And yet there is a question worth sitting with on a day that celebrates exactly that kind of love. What happens when a parent’s love, real as it is, reaches its limit? Because it does reach a limit. We are finite. Our resources run out. Sometimes our wisdom runs out, and sometimes, God forgive us, our courage runs out too. Genesis 21 walks straight into that question and refuses to flinch. Hagar, an enslaved Egyptian woman, is sent into the wilderness of Beersheba with her son, a loaf of bread, and a single skin of water. Then the water is gone.
What she does next is perhaps the most human and heartbreaking moment in all of Scripture. She cannot watch her child die, so she lays him down under a bush, walks away the distance of a bowshot, sits down, and weeps. That is the limit of a parent’s love, and notice carefully where the limit falls. It is not that she loved him too little. It is that she loved him so much she could not bear to watch. She had given him everything she had, and everything she had ran out, and there was nothing left in her hands but grief.
We do ourselves no favors by rushing past this. The honest word for today is that our love, however fierce, will reach its edge, and the desert is real. If the story stopped here, it would still be true, one more honest picture of how the world breaks the people we love and breaks our ability to save them. But before we hurry toward comfort, let us be willing to sit in the wilderness with Hagar for a moment. Only those who have admitted the limit of their own hands are ready to be surprised by the One whose hands have no limit at all.
From the Sermon
“That is the limit of a parent’s love. Not because she loved him too little. Because she loved him so much she could not bear to watch.”
For Reflection
- Why do you think Scripture tells this story so honestly, refusing to tidy up Hagar’s grief or excuse the failure of protection?
- Where in your own life have you come to the end of what your love, effort, or wisdom could accomplish?

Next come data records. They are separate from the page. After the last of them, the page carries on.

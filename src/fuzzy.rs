//! Fuzzy matching utilities for search
//!
//! Tiered scorer behind the city and feature search boxes. Candidates are
//! ranked exact > prefix > substring > acronym > in-order subsequence, with
//! an edit-distance fallback over a short target prefix. Scores live in
//! [0, 1]; each match also carries the character indices of the target that
//! justify it, for highlighting.

use std::iter::once;

use strsim::levenshtein;
use unicode_normalization::char::is_combining_mark;
use unicode_normalization::UnicodeNormalization;

/// Default cutoff used by the search boxes
pub const DEFAULT_MIN_SCORE: f64 = 0.2;

/// Result of a fuzzy match with the matched value, score and highlight indices
#[derive(Debug, Clone)]
pub struct FuzzyMatch {
    pub value: String,
    pub score: f64,
    /// Character positions in `value` that the query hit
    pub indices: Vec<usize>,
}

/// Fold a single character: strip combining marks, then lowercase.
///
/// Per-character NFD keeps the fold 1:1 with the original character
/// positions, so highlight indices stay valid ("ș" folds to "s" without
/// shifting anything).
fn fold_char(c: char) -> char {
    let base = once(c).nfd().find(|d| !is_combining_mark(*d)).unwrap_or(c);
    base.to_lowercase().next().unwrap_or(base)
}

fn fold(text: &str) -> Vec<char> {
    text.chars().map(fold_char).collect()
}

/// Score a query against a target without keeping the highlight indices
pub fn fuzzy_score(query: &str, target: &str) -> f64 {
    score_and_indices(query, target).0
}

/// Highlight indices for a query against a target
///
/// Substring matches yield the contiguous run of the match location;
/// subsequence matches yield the greedy left-to-right positions; the
/// edit-distance fallback yields no indices.
pub fn match_indices(query: &str, target: &str) -> Vec<usize> {
    score_and_indices(query, target).1
}

/// Filter candidates by fuzzy score
///
/// An empty (or all-whitespace) query matches everything with score 1.0 and
/// no highlights, so the caller can render the full list. Otherwise keeps
/// candidates scoring at least `min_score`, sorted by score descending;
/// ties keep their input order.
pub fn fuzzy_filter(query: &str, candidates: &[String], min_score: f64) -> Vec<FuzzyMatch> {
    if query.trim().is_empty() {
        return candidates
            .iter()
            .map(|c| FuzzyMatch {
                value: c.clone(),
                score: 1.0,
                indices: Vec::new(),
            })
            .collect();
    }

    let mut matches: Vec<FuzzyMatch> = candidates
        .iter()
        .filter_map(|candidate| {
            let (score, indices) = score_and_indices(query, candidate);
            if score >= min_score {
                Some(FuzzyMatch {
                    value: candidate.clone(),
                    score,
                    indices,
                })
            } else {
                None
            }
        })
        .collect();

    // Stable sort: equal scores keep the caller's ordering
    matches.sort_by(|a, b| {
        b.score
            .partial_cmp(&a.score)
            .unwrap_or(std::cmp::Ordering::Equal)
    });

    matches
}

/// Find the best match above a minimum score
///
/// Returns None if no candidate meets the cutoff
pub fn fuzzy_best(query: &str, candidates: &[String], cutoff: f64) -> Option<FuzzyMatch> {
    fuzzy_filter(query, candidates, cutoff).into_iter().next()
}

/// The scoring ladder. First matching tier returns.
fn score_and_indices(query: &str, target: &str) -> (f64, Vec<usize>) {
    let q = fold(query.trim());
    if q.is_empty() {
        // The universal-match guard lives in fuzzy_filter; the raw ladder
        // treats an empty query as no match.
        return (0.0, Vec::new());
    }

    let t_all = fold(target);
    let offset = t_all.iter().take_while(|c| c.is_whitespace()).count();
    let end = t_all.len() - t_all.iter().rev().take_while(|c| c.is_whitespace()).count();
    if offset >= end {
        return (0.0, Vec::new());
    }
    let t = &t_all[offset..end];

    // 1. Exact (case- and diacritic-insensitive, whitespace-trimmed)
    if q == t {
        return (1.0, (offset..end).collect());
    }

    if q.len() <= t.len() {
        // 2. Prefix
        if t[..q.len()] == q[..] {
            return (0.9, (offset..offset + q.len()).collect());
        }

        // 3. Contiguous substring
        if let Some(pos) = t.windows(q.len()).position(|w| w == &q[..]) {
            let start = offset + pos;
            return (0.7, (start..start + q.len()).collect());
        }
    }

    // 4. Acronym: query spells the word-initial letters ("uk" hits
    //    "United Kingdom"). Checked before the subsequence tier, which
    //    would otherwise shadow it with a lower score.
    if let Some(indices) = acronym_indices(&q, t, offset) {
        return (0.6, indices);
    }

    // 5. In-order subsequence, greedy earliest match
    if let Some(indices) = subsequence_indices(&q, t, offset) {
        let score = 0.5 + 0.2 * (q.len() as f64 / t.len() as f64);
        return (score, indices);
    }

    // 6. Edit distance against a prefix of the target. Truncating to
    //    |q| + 2 keeps long targets from drowning short queries.
    let prefix: String = t.iter().take(q.len() + 2).collect();
    let q_str: String = q.iter().collect();
    let distance = levenshtein(&q_str, &prefix);
    let max_distance = q.len().max(3);
    if distance <= max_distance {
        let score = 0.3 * (1.0 - distance as f64 / max_distance as f64);
        (score, Vec::new())
    } else {
        (0.0, Vec::new())
    }
}

/// Word-initial characters of `t`, if they spell `q` exactly
fn acronym_indices(q: &[char], t: &[char], offset: usize) -> Option<Vec<usize>> {
    let mut initials: Vec<usize> = Vec::new();
    let mut at_word_start = true;
    for (i, c) in t.iter().enumerate() {
        if c.is_whitespace() {
            at_word_start = true;
        } else {
            if at_word_start {
                initials.push(i);
            }
            at_word_start = false;
        }
    }

    if initials.len() != q.len() {
        return None;
    }
    for (qi, &ti) in q.iter().zip(initials.iter()) {
        if t[ti] != *qi {
            return None;
        }
    }
    Some(initials.into_iter().map(|i| i + offset).collect())
}

/// Greedy left-to-right scan for all of `q` inside `t`, in order
fn subsequence_indices(q: &[char], t: &[char], offset: usize) -> Option<Vec<usize>> {
    let mut indices = Vec::with_capacity(q.len());
    let mut from = 0;
    for qc in q {
        let found = t[from..].iter().position(|tc| tc == qc)?;
        indices.push(offset + from + found);
        from += found + 1;
    }
    Some(indices)
}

- Who near you is sitting at the distance of a bowshot right now, weeping over something they cannot fix, and how might you quietly draw near?
Prayer
God of Hagar and God of every weeping parent, we come to you honest about our limits. We have loved with everything we have, and still our hands have run empty. Teach us to sit in the wilderness without pretending, and to trust that you are nearer than our grief. When our love reaches its edge, meet us there. Amen.
God Goes Farther
Scripture
Genesis 21:17
God heard the voice of the boy. The angel of God called to Hagar out of the sky, and said to her, “What troubles you, Hagar? Don’t be afraid. For God has heard the voice of the boy where he is.”
Devotional
Yesterday we sat in the wilderness with Hagar and let the water run out. Today the story turns on a single line: God heard the voice of the boy. Feel the weight of it. The mother has given up. The father is miles away. The water is gone. The child lies under a bush in the desert. And the narrator does not say that God noticed, or God considered, or God eventually got around to it. The narrator says God heard. The cry of a forgotten child reaches all the way to heaven.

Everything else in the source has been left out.